• [What to do]: If a line below includes the string "builder", copy it.

• [Data for analysis]:
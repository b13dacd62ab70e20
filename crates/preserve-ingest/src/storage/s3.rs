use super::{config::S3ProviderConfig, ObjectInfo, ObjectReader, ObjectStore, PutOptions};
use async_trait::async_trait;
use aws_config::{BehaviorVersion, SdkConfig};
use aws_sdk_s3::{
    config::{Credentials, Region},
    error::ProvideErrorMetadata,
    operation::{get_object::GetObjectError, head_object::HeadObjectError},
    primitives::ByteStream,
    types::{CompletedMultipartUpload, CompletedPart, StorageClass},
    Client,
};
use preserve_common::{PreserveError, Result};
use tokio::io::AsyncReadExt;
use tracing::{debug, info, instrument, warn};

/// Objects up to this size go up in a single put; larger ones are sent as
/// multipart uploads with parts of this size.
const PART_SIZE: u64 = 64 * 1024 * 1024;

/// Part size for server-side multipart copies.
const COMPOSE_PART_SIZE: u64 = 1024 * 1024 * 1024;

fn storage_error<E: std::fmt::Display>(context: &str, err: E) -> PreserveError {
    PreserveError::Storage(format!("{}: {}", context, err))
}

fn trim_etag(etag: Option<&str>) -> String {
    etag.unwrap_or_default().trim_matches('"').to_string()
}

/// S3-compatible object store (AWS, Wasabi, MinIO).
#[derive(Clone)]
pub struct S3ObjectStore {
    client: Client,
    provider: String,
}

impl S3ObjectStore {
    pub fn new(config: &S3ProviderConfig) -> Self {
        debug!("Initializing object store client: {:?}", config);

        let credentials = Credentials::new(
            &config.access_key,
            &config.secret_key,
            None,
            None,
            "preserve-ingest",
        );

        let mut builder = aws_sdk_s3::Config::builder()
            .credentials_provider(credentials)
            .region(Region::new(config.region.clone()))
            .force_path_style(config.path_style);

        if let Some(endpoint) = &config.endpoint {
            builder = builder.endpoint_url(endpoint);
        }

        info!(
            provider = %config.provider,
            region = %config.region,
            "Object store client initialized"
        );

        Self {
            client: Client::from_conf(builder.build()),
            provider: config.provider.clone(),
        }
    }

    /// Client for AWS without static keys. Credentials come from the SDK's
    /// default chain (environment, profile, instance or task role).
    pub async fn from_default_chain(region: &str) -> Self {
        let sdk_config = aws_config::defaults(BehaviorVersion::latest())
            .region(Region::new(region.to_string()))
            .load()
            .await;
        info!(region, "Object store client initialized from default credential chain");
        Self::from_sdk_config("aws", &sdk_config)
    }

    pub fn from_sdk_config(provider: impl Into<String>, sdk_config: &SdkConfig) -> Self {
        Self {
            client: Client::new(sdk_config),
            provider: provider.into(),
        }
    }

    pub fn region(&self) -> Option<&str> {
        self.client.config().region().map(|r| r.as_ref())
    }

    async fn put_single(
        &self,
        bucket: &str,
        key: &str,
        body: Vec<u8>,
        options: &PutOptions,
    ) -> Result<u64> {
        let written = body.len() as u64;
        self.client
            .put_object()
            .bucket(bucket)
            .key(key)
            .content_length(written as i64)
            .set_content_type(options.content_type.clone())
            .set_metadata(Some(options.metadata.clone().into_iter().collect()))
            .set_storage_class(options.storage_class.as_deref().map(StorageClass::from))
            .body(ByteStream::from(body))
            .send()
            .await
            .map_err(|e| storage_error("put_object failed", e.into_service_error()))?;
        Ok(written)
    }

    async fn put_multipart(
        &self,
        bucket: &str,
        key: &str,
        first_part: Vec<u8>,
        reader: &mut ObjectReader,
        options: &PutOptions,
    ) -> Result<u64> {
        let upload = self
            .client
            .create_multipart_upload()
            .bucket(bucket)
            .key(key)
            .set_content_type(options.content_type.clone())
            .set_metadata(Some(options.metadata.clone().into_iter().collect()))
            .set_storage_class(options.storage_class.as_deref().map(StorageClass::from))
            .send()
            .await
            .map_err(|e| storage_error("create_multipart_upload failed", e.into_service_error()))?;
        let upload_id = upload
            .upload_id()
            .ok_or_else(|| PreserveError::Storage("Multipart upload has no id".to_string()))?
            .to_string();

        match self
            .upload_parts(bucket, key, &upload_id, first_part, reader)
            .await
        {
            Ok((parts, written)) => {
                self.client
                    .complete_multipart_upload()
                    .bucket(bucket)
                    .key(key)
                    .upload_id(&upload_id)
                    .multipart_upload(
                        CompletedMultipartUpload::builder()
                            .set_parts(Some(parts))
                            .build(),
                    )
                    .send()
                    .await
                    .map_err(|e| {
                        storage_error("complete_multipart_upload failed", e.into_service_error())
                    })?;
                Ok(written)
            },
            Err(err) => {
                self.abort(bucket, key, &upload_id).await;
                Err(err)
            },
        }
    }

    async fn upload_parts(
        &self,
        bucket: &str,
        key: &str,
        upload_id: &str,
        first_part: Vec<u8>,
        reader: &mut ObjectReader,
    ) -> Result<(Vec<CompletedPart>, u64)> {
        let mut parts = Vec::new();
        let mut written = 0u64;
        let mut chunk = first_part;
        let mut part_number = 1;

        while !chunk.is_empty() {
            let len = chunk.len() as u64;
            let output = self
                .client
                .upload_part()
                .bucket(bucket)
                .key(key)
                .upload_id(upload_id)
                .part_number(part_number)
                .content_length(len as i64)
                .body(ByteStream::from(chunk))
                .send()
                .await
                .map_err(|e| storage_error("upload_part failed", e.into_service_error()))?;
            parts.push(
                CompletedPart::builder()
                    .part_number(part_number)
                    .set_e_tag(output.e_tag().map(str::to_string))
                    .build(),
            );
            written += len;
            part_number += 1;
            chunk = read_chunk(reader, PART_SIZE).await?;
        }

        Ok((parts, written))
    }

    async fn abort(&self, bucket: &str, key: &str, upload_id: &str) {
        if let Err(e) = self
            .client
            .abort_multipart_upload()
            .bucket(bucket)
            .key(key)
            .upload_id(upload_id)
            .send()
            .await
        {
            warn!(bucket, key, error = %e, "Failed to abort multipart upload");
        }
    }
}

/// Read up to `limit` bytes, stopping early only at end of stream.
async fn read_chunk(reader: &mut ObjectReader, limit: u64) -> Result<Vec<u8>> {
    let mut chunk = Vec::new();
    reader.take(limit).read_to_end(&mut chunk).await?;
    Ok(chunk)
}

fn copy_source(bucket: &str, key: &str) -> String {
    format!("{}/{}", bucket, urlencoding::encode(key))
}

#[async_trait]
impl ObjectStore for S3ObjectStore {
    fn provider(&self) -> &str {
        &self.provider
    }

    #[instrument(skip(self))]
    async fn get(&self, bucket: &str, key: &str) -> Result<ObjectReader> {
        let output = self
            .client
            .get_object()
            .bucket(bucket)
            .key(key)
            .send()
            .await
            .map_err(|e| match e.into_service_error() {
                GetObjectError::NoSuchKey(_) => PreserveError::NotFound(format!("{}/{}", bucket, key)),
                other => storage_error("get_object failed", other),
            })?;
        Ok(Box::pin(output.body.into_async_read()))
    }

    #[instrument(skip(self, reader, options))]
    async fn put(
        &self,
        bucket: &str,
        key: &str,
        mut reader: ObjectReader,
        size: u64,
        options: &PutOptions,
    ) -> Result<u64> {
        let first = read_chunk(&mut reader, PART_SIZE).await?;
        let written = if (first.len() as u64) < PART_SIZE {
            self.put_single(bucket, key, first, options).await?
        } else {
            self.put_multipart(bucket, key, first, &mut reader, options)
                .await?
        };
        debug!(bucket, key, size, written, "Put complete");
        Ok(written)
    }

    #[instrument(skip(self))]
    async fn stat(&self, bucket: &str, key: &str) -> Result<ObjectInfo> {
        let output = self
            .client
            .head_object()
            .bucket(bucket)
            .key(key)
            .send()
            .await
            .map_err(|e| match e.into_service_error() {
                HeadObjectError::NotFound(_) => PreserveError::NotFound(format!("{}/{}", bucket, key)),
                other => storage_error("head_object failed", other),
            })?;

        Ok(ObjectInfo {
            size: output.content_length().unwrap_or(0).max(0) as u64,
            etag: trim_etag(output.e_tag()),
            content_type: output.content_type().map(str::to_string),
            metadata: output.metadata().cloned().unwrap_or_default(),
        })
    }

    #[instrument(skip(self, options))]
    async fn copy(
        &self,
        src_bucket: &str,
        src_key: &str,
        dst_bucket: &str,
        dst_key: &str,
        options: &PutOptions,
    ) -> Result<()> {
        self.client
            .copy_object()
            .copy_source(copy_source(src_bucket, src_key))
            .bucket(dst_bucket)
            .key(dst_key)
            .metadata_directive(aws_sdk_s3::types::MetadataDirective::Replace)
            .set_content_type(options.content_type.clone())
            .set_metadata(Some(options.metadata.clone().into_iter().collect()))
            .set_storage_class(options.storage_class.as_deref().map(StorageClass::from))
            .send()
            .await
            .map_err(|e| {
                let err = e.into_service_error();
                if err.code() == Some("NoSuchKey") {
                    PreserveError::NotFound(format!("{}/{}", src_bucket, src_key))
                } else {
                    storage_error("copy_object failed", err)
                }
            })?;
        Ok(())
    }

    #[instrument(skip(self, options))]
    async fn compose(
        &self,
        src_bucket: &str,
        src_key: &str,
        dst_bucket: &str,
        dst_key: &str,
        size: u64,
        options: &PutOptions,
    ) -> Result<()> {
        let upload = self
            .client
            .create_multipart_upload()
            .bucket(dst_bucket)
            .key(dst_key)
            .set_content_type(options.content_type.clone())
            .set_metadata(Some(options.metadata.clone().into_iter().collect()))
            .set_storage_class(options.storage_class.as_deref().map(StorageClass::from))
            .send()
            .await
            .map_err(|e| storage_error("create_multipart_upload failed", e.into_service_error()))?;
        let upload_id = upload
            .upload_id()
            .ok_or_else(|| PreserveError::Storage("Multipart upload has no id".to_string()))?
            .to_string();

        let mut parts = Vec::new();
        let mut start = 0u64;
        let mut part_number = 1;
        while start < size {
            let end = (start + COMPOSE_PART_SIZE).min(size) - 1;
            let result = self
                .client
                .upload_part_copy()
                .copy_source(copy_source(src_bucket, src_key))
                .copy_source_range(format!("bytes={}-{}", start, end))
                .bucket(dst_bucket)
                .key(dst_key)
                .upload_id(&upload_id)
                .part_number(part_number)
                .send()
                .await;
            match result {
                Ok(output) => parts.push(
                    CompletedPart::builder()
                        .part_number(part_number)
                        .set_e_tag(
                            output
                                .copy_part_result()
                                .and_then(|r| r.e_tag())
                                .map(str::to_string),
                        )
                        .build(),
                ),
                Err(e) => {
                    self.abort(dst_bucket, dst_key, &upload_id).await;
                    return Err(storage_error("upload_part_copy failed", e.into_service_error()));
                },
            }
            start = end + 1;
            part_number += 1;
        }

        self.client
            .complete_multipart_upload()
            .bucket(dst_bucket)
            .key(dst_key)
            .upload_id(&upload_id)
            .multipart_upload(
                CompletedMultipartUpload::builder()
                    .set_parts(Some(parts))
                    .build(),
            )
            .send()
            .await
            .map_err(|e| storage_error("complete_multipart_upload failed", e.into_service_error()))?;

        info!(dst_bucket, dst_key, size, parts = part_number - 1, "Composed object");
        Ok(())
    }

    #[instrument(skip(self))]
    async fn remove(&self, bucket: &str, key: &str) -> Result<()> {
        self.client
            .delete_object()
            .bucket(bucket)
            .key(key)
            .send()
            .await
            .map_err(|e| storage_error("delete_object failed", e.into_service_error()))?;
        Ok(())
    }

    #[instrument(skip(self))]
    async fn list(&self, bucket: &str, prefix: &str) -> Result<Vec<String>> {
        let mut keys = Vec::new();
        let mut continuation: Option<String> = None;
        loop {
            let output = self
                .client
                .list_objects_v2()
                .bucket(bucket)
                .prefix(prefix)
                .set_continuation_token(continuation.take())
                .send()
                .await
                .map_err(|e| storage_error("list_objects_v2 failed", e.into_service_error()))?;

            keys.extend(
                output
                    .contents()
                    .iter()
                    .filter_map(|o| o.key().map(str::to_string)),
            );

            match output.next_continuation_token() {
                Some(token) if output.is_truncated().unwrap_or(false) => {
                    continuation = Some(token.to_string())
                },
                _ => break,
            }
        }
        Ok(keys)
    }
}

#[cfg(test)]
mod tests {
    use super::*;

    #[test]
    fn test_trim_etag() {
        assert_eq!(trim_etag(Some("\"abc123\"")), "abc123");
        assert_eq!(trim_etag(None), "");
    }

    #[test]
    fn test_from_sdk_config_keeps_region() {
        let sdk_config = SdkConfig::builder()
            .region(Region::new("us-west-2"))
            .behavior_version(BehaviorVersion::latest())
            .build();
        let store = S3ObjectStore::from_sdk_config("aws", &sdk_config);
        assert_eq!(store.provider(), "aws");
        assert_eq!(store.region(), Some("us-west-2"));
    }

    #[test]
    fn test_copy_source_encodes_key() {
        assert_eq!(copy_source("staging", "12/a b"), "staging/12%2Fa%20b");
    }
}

...

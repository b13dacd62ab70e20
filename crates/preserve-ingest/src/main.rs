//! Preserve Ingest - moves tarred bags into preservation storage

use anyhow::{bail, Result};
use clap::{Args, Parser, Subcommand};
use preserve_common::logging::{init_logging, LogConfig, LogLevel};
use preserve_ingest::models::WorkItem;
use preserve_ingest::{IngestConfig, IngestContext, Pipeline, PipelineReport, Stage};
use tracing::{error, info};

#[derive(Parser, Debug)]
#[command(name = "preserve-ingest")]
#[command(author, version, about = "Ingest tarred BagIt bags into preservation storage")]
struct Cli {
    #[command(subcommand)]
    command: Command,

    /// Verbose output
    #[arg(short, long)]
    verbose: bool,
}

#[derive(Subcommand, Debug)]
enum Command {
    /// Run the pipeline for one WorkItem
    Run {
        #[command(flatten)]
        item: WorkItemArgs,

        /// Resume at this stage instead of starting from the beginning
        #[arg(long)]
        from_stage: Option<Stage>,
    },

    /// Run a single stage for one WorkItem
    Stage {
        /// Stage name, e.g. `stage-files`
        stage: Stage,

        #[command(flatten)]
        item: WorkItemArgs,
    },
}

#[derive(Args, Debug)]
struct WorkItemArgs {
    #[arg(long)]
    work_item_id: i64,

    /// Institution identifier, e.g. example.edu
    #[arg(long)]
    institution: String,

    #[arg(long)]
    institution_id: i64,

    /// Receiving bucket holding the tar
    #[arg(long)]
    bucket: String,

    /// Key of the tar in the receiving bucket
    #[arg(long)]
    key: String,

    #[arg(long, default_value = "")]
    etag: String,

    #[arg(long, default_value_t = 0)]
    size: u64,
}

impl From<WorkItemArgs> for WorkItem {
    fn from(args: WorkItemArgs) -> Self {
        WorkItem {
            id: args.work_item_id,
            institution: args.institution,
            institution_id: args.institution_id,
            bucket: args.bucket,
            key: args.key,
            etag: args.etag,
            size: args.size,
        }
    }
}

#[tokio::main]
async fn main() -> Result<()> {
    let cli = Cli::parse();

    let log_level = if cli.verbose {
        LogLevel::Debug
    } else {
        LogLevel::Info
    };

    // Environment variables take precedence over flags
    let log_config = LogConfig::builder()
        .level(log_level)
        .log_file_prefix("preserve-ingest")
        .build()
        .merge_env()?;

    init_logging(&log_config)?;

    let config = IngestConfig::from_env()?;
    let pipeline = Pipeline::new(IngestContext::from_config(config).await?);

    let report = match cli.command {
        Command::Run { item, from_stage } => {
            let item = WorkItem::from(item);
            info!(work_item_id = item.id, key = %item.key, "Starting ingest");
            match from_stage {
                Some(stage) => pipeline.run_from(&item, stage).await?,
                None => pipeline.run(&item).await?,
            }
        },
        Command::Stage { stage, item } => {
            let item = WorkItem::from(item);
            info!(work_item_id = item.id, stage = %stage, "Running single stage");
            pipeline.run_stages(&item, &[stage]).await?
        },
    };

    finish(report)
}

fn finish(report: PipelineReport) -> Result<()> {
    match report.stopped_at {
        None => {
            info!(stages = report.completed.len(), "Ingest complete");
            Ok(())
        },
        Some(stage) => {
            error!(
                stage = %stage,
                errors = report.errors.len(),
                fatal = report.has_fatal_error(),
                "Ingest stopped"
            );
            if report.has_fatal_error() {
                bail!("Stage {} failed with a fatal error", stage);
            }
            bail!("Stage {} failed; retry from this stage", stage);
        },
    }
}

• [Response below]:
        let mut builder = aws_sdk_s3::Config::builder()
            builder = builder.endpoint_url(endpoint);
            client: Client::from_conf(builder.build()),
                        CompletedMultipartUpload::builder()
                CompletedPart::builder()
                    CompletedPart::builder()
                CompletedMultipartUpload::builder()
        let sdk_config = SdkConfig::builder()
    let log_config = LogConfig::builder()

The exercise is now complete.